Le moine, sans s'attarder davantage, s'approcha du prisonnier qui redoubla de gémissements, mais ne fit pas un geste pour éviter l'approche de celui qui l'effrayait à ce point.

Avec autorité, le moine saisit le coude, écarta le bras, mit le visage de Pardaillan à découvert, sans que celui-ci opposât la moindre résistance, fît autre chose que de continuer à gémir doucement. Le moine écarta les lèvres et approcha son flacon. Il allait verser la liqueur, préalablement dosée, lorsque, posant sa main sur son bras, d'Espinosa l'arrêta en disant:

—Faites attention, mon révérend père, que je vais rester en tête-à-tête avec le prisonnier. Cette liqueur doit lui rendre sa vigueur, dites-vous, il ne faudrait pourtant pas que je sois exposé...

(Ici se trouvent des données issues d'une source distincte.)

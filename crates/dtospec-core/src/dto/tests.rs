//! Tests for the composer and the whole-object interfaces
//!
//! Copyright (c) 2025 Dtospec Team
//! Licensed under the Apache-2.0 license

use super::*;
use crate::error::{Error, InputError};
use crate::field::{BooleanOptions, ModelValue};
use serde_json::{json, Value};
use std::sync::Arc;

fn two_flags() -> DtoDescriptor {
    DtoDescriptor::builder("Flags")
        .boolean("first", BooleanOptions::new())
        .boolean("second", BooleanOptions::new().stringified())
        .build()
        .unwrap()
}

#[test]
fn test_builder_keeps_declaration_order() {
    let dto = two_flags();
    let names: Vec<&str> = dto.fields().iter().map(|f| f.name()).collect();
    assert_eq!(names, vec!["first", "second"]);
    assert_eq!(dto.name(), "Flags");
}

#[test]
fn test_builder_redeclaration_replaces_in_place() {
    let dto = DtoDescriptor::builder("Flags")
        .boolean("first", BooleanOptions::new())
        .boolean("second", BooleanOptions::new())
        .boolean("first", BooleanOptions::new().optional())
        .build()
        .unwrap();

    assert_eq!(dto.fields().len(), 2);
    assert_eq!(dto.fields()[0].name(), "first");
    assert!(dto.fields()[0].kind().is_optional());
}

#[test]
fn test_builder_rejects_empty_names() {
    assert!(matches!(
        DtoDescriptor::builder("  ").build(),
        Err(Error::Declaration { .. })
    ));
    assert!(matches!(
        DtoDescriptor::builder("Flags").boolean("", BooleanOptions::new()).build(),
        Err(Error::Declaration { .. })
    ));
}

#[test]
fn test_first_declared_field_wins() {
    let dto = two_flags();
    let err = dto.input(&json!({"first": 1, "second": 2})).unwrap_err();
    assert_eq!(err.message(), "first must be a boolean value");

    let err = dto.input(&json!({"first": true, "second": 2})).unwrap_err();
    assert_eq!(err.message(), "second must be a boolean value");
}

#[test]
fn test_first_error_ignores_payload_key_order() {
    let dto = two_flags();
    let err = dto.input(&json!({"second": "bad", "first": "bad"})).unwrap_err();
    assert_eq!(err.message(), "first must be a boolean value");
}

#[test]
fn test_whitelist_rejects_undeclared_keys() {
    let dto = two_flags();
    let err = dto
        .input(&json!({"first": true, "second": true, "third": true}))
        .unwrap_err();
    assert_eq!(
        err,
        InputError::NotWhitelisted {
            property: "third".to_string()
        }
    );
    assert_eq!(err.message(), "property third should not exist");
}

#[test]
fn test_whitelist_reports_first_key_in_payload_order() {
    let dto = two_flags();
    let err = dto
        .input(&json!({"zeta": 1, "alpha": 1, "first": true}))
        .unwrap_err();
    assert_eq!(err.message(), "property zeta should not exist");

    let raw: Value = serde_json::from_str(r#"{"first": true, "omega": 1, "beta": 2}"#).unwrap();
    assert_eq!(dto.input(&raw).unwrap_err().message(), "property omega should not exist");
}

#[test]
fn test_whitelist_checked_before_fields() {
    let dto = two_flags();
    let err = dto.input(&json!({"first": "bad", "extra": 1})).unwrap_err();
    assert_eq!(err.message(), "property extra should not exist");
}

#[test]
fn test_non_object_payload() {
    let dto = two_flags();
    for raw in [Value::Null, json!([]), json!(true), json!("x")] {
        assert_eq!(dto.input(&raw).unwrap_err(), InputError::NotAnObject);
    }
}

#[test]
fn test_output_uses_each_fields_transform() {
    let dto = two_flags();
    let instance = dto.input(&json!({"first": false, "second": "true"})).unwrap();
    assert_eq!(instance.get("second"), Some(&ModelValue::Boolean(true)));

    let wire = dto.output(&instance);
    assert_eq!(Value::Object(wire), json!({"first": false, "second": "true"}));
}

#[test]
fn test_output_omits_unset_and_undeclared() {
    let dto = DtoDescriptor::builder("Optional")
        .boolean("flag", BooleanOptions::new().optional())
        .build()
        .unwrap();

    let instance = dto.input(&json!({})).unwrap();
    assert!(instance.is_empty());
    assert!(dto.output(&instance).is_empty());

    let stray = DtoInstance::new().with("unknown", true);
    assert!(dto.output(&stray).is_empty());
}

#[test]
fn test_validate_serialize_validate_is_stable() {
    let dto = two_flags();
    let first = dto.input(&json!({"first": true, "second": false})).unwrap();
    let wire = Value::Object(dto.output(&first));
    let second = dto.input(&wire).unwrap();
    assert_eq!(first, second);
}

#[tokio::test]
async fn test_input_async_matches_sync() {
    let dto = two_flags();
    let raw = json!({"first": true, "second": "false"});
    assert_eq!(input_async(&dto, &raw).await, input(&dto, &raw));
}

#[tokio::test]
async fn test_validate_batch_preserves_order() {
    let dto = Arc::new(two_flags());
    let payloads = vec![
        json!({"first": true, "second": true}),
        json!({"first": "no", "second": true}),
        json!({"first": false, "second": "false"}),
        json!({"first": false, "second": false, "x": 1}),
    ];

    let outcomes = validate_batch(dto, payloads).await.unwrap();
    assert_eq!(outcomes.len(), 4);
    assert_eq!(
        outcomes[0],
        Ok(DtoInstance::new().with("first", true).with("second", true))
    );
    assert_eq!(
        outcomes[1].as_ref().unwrap_err().message(),
        "first must be a boolean value"
    );
    assert_eq!(
        outcomes[2],
        Ok(DtoInstance::new().with("first", false).with("second", false))
    );
    assert_eq!(
        outcomes[3].as_ref().unwrap_err().message(),
        "property x should not exist"
    );
}

#[tokio::test]
async fn test_batch_rejections_stay_per_payload() {
    let dto = Arc::new(two_flags());
    let payloads = vec![json!([]), json!({"first": 1, "second": true})];

    let outcomes = validate_batch(dto, payloads).await.unwrap();
    assert_eq!(outcomes[0], Err(InputError::NotAnObject));
    assert!(matches!(outcomes[1], Err(InputError::Field(_))));
}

—Rassurez-vous, monseigneur, fit respectueusement le moine, le prisonnier retrouvera, pour quelques jours, sa vigueur primitive. Mais son intelligence sera à peine galvanisée. L'idée ne lui viendra pas de faire usage de sa force redoutable. Il restera ce qu'il est maintenant: un enfant craintif. J'en réponds.

Et, sur un geste d'autorisation, il vida le contenu d'un minuscule flacon entre les lèvres du prisonnier qui, d'ailleurs, n'opposa aucune résistance, et, se redressant:

—Avant cinq minutes, monseigneur, le prisonnier sera en état de vous comprendre... à peu près, dit-il.

—C'est bien, dit le grand inquisiteur. Allez, fermez la porte à l'extérieur et remontez sans m'attendre.

—Et monseigneur? dit-il respectueusement.